**Task statement:** Copy the records below verbatim, from the first line through the line containing "## Value System", inclusive, and output nothing else.

+++

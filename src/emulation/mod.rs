//! Execution of synthesized types.
//!
//! Synthesized proxy types carry real CIL bodies. This module runs them: an
//! interpreter decodes the emitted bytes and executes them against host-implemented
//! types, whose methods are Rust closures.
//!
//! # Key Components
//!
//! ## Value System
//! - [`EmValue`] - Runtime value representation, widened the way the CIL stack widens
//! - [`HeapObject`] / [`ObjectRef`] - Shared heap objects with lock-guarded fields
//! - [`RuntimeMethod`] - A method together with its generic instantiation
//!
//! ## Execution Engine
//! - [`Runtime`] - Dispatch (static, virtual, interface, reflective) and object operations
//! - [`Interpreter`] - Instruction interpreter for emitted bodies
//! - [`EvaluationStack`] - Bounded evaluation stack
//! - [`StepResult`] - Result of executing a single instruction
//!
//! # Usage Examples
//!
//! ```rust
//! use std::sync::Arc;
//! use cilproxy::{
//!     emulation::{EmValue, Runtime},
//!     metadata::{builders::{ClassBuilder, MethodBuilder}, typesystem::TypeRegistry},
//! };
//!
//! let registry = Arc::new(TypeRegistry::new()?);
//! let int32 = registry.wellknown("System.Int32")?;
//! let dice = ClassBuilder::new("Demo", "Dice")
//!     .method(MethodBuilder::new("Roll").returns(&int32).host(|_, _| Ok(EmValue::I32(4))))
//!     .build(&registry)?;
//!
//! let runtime = Runtime::new(registry);
//! let instance = runtime.new_object(&dice, Vec::new())?;
//! let roll = dice.method_by_name("Roll").unwrap();
//! assert_eq!(runtime.invoke_virtual(&instance, &roll, Vec::new())?, EmValue::I32(4));
//! # Ok::<(), cilproxy::Error>(())
//! ```

mod interpreter;
mod runtime;
mod stack;
mod value;

pub use interpreter::{Interpreter, StepResult};
pub use runtime::{Invocation, Runtime, DEFAULT_MAX_CALL_DEPTH};
pub use stack::EvaluationStack;
pub use value::{EmValue, HeapObject, HeapObjectKind, ObjectRef, RuntimeMethod};
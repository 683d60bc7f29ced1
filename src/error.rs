use thiserror::Error;

use crate::metadata::token::Token;

macro_rules! malformed_error {
    // Single string version
    ($msg:expr) => {
        crate::Error::Malformed {
            message: $msg.to_string(),
            file: file!(),
            line: line!(),
        }
    };

    // Format string with arguments version
    ($fmt:expr, $($arg:tt)*) => {
        crate::Error::Malformed {
            message: format!($fmt, $($arg)*),
            file: file!(),
            line: line!(),
        }
    };
}

macro_rules! finalization_error {
    ($name:expr, $fmt:expr $(, $arg:expr)* $(,)?) => {
        crate::Error::Finalization {
            type_name: $name.to_string(),
            reason: format!($fmt $(, $arg)*),
        }
    };
}

/// The generic Error type, which covers every failure this library can return.
///
/// Synthesis is all-or-nothing: any error surfacing from
/// [`crate::ProxyGenerator`] means no type was produced, cached or appended to the
/// collector module. Default-value replication problems never surface here, they
/// are tolerated and reported through [`crate::metadata::diagnostics::Diagnostics`].
///
/// # Error Categories
///
/// ## Metadata Errors
/// - [`Error::Malformed`] - Inconsistent metadata or encoded data
/// - [`Error::OutOfBounds`] - Read past the end of a buffer
/// - [`Error::TypeNotFound`], [`Error::MethodNotFound`], [`Error::FieldNotFound`] - Unknown tokens
/// - [`Error::TypeError`] - General type system failure
/// - [`Error::ConstraintViolation`] - Generic argument does not satisfy its parameter
///
/// ## Constant Errors
/// - [`Error::ConstantFormat`] - A stored constant cannot be decoded for its parameter type
/// - [`Error::ConstantMismatch`] - A default value is not accepted by the target parameter
/// - [`Error::TypeConversionInvalid`] - A value cannot be coerced to the requested type
///
/// ## Emission Errors
/// - [`Error::InvalidMnemonic`], [`Error::UnexpectedOperand`], [`Error::WrongOperandType`]
/// - [`Error::UndefinedLabel`], [`Error::DuplicateLabel`], [`Error::InvalidBranch`]
/// - [`Error::StackUnderflow`], [`Error::InvalidOpcode`]
///
/// ## Synthesis Errors
/// - [`Error::Finalization`] - The declared type is not loadable
/// - [`Error::InvalidHandler`] - The interception handler does not derive from `DynamicProxy`
/// - [`Error::NotAnInterface`] - The proxied contract is not an interface
///
/// ## Execution Errors
/// - [`Error::ArgumentMismatch`] - Construction or call arguments do not fit the signature
/// - [`Error::NullReference`], [`Error::InvalidCast`], [`Error::NotImplemented`]
/// - [`Error::RecursionLimit`], [`Error::LockError`]
///
/// # Examples
///
/// ```rust,no_run
/// use cilproxy::{Error, ProxyGenerator, SynthesisConfig, TypeRegistry};
/// use std::sync::Arc;
///
/// let registry = Arc::new(TypeRegistry::new()?);
/// let generator = ProxyGenerator::new(registry.clone(), SynthesisConfig::default());
/// # let interface = registry.get_by_fullname("System.Object").unwrap();
/// # let handler = interface.clone();
/// match generator.create_interception_proxy_type(&interface, &handler) {
///     Ok(proxy) => println!("synthesized {}", proxy.fullname()),
///     Err(Error::InvalidHandler(name)) => eprintln!("{name} is not a DynamicProxy"),
///     Err(Error::Finalization { type_name, reason }) => {
///         eprintln!("{type_name} could not be finalized: {reason}")
///     }
///     Err(e) => eprintln!("other error: {e}"),
/// }
/// # Ok::<(), cilproxy::Error>(())
/// ```
#[derive(Error, Debug)]
pub enum Error {
    /// Metadata or encoded data is internally inconsistent.
    ///
    /// Includes the source location where the problem was detected.
    #[error("Malformed - {file}:{line}: {message}")]
    Malformed {
        /// The message to be printed for the Malformed error
        message: String,
        /// The source file in which this error occured
        file: &'static str,
        /// The source line in which this error occured
        line: u32,
    },

    /// An out of bound access was attempted while reading encoded data.
    #[error("Out of Bound read would have occurred!")]
    OutOfBounds,

    /// Failed to insert a new type into the registry.
    #[error("Failed to insert new type into TypeRegistry - {0}")]
    TypeInsert(Token),

    /// Failed to find a type in the registry.
    #[error("Failed to find type in TypeRegistry - {0}")]
    TypeNotFound(Token),

    /// Failed to find a method in the registry.
    #[error("Failed to find method in TypeRegistry - {0}")]
    MethodNotFound(Token),

    /// Failed to find a field in the registry.
    #[error("Failed to find field in TypeRegistry - {0}")]
    FieldNotFound(Token),

    /// General type system error.
    #[error("{0}")]
    TypeError(String),

    /// A generic argument does not satisfy the constraints of its parameter.
    ///
    /// Raised when instantiating a generic type or a generic method, which is
    /// the type-check boundary for replicated constraints.
    #[error("Type '{argument}' violates the constraints of generic parameter '{parameter}' - {reason}")]
    ConstraintViolation {
        /// Name of the generic parameter
        parameter: String,
        /// Full name of the offending argument
        argument: String,
        /// Which constraint was violated
        reason: String,
    },

    /// A stored constant could not be decoded for the type of its parameter.
    ///
    /// This is the failure mode of date/time and enum typed optional parameters
    /// whose constants do not match the declared type.
    #[error("Constant of element type 0x{element_type:02x} cannot be read as '{target}'")]
    ConstantFormat {
        /// Element type byte of the stored constant
        element_type: u8,
        /// Full name of the declared parameter type
        target: String,
    },

    /// A default value is not accepted by the target parameter type.
    #[error("Default value '{value}' is not valid for parameter type '{target}'")]
    ConstantMismatch {
        /// Rendered default value
        value: String,
        /// Full name of the target parameter type
        target: String,
    },

    /// A value could not be converted to the requested type.
    #[error("Cannot convert '{value}' to '{target}'")]
    TypeConversionInvalid {
        /// Rendered source value
        value: String,
        /// Name of the requested target type
        target: String,
    },

    /// The mnemonic is not known to the encoder.
    #[error("Invalid instruction mnemonic: {0}")]
    InvalidMnemonic(String),

    /// An operand was supplied for an instruction that takes none.
    #[error("Unexpected operand provided for instruction that doesn't take operands")]
    UnexpectedOperand,

    /// The operand does not match the instruction's operand type.
    #[error("Wrong operand type - expected {expected}")]
    WrongOperandType {
        /// The expected operand type
        expected: String,
    },

    /// A branch references a label that was never defined.
    #[error("Undefined label referenced: {0}")]
    UndefinedLabel(String),

    /// A label was defined twice.
    #[error("Label already defined: {0}")]
    DuplicateLabel(String),

    /// A branch offset does not fit its encoding.
    #[error("Invalid branch - {0}")]
    InvalidBranch(String),

    /// An instruction needs more stack entries than are available.
    #[error("Stack underflow at offset 0x{offset:04x}: need {needed}, have {available}")]
    StackUnderflow {
        /// Byte offset of the instruction
        offset: usize,
        /// Entries consumed by the instruction
        needed: usize,
        /// Entries available on the stack
        available: usize,
    },

    /// The byte does not start a supported instruction.
    #[error("Invalid or unsupported opcode 0x{0:02x}")]
    InvalidOpcode(u16),

    /// The declared type cannot be finalized into a loadable type.
    ///
    /// Synthesis failures of this kind are fatal for the synthesis call, there is
    /// no partially usable type.
    #[error("Finalization of '{type_name}' failed - {reason}")]
    Finalization {
        /// Full name of the type that was being declared
        type_name: String,
        /// Why the declaration is not loadable
        reason: String,
    },

    /// The interception handler is not a non-sealed class deriving from `DynamicProxy`.
    #[error("'{0}' is not a valid interception handler")]
    InvalidHandler(String),

    /// The proxied contract is not an interface.
    #[error("'{0}' is not an interface")]
    NotAnInterface(String),

    /// Construction or call arguments do not fit the target signature.
    #[error("Argument mismatch - {0}")]
    ArgumentMismatch(String),

    /// A null reference was dereferenced during execution.
    #[error("Null reference - {0}")]
    NullReference(String),

    /// A cast or unbox failed during execution.
    #[error("Invalid cast from '{from}' to '{to}'")]
    InvalidCast {
        /// Runtime type of the value
        from: String,
        /// Requested type
        to: String,
    },

    /// The method has no implementation that can be executed.
    #[error("No implementation available for '{0}'")]
    NotImplemented(String),

    /// Call depth exceeded the configured limit.
    #[error("Reach the maximum recursion level allowed - {0}")]
    RecursionLimit(usize),

    /// Failed to lock target.
    #[error("Failed to lock target")]
    LockError,
}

+++

**Result:**
filename src/emulation/mod.rs
//! Execution of synthesized types.
//!
//! Synthesized proxy types carry real CIL bodies. This module runs them: an
//! interpreter decodes the emitted bytes and executes them against host-implemented
//! types, whose methods are Rust closures.
//!
//! # Key Components
//!
//! ## Value System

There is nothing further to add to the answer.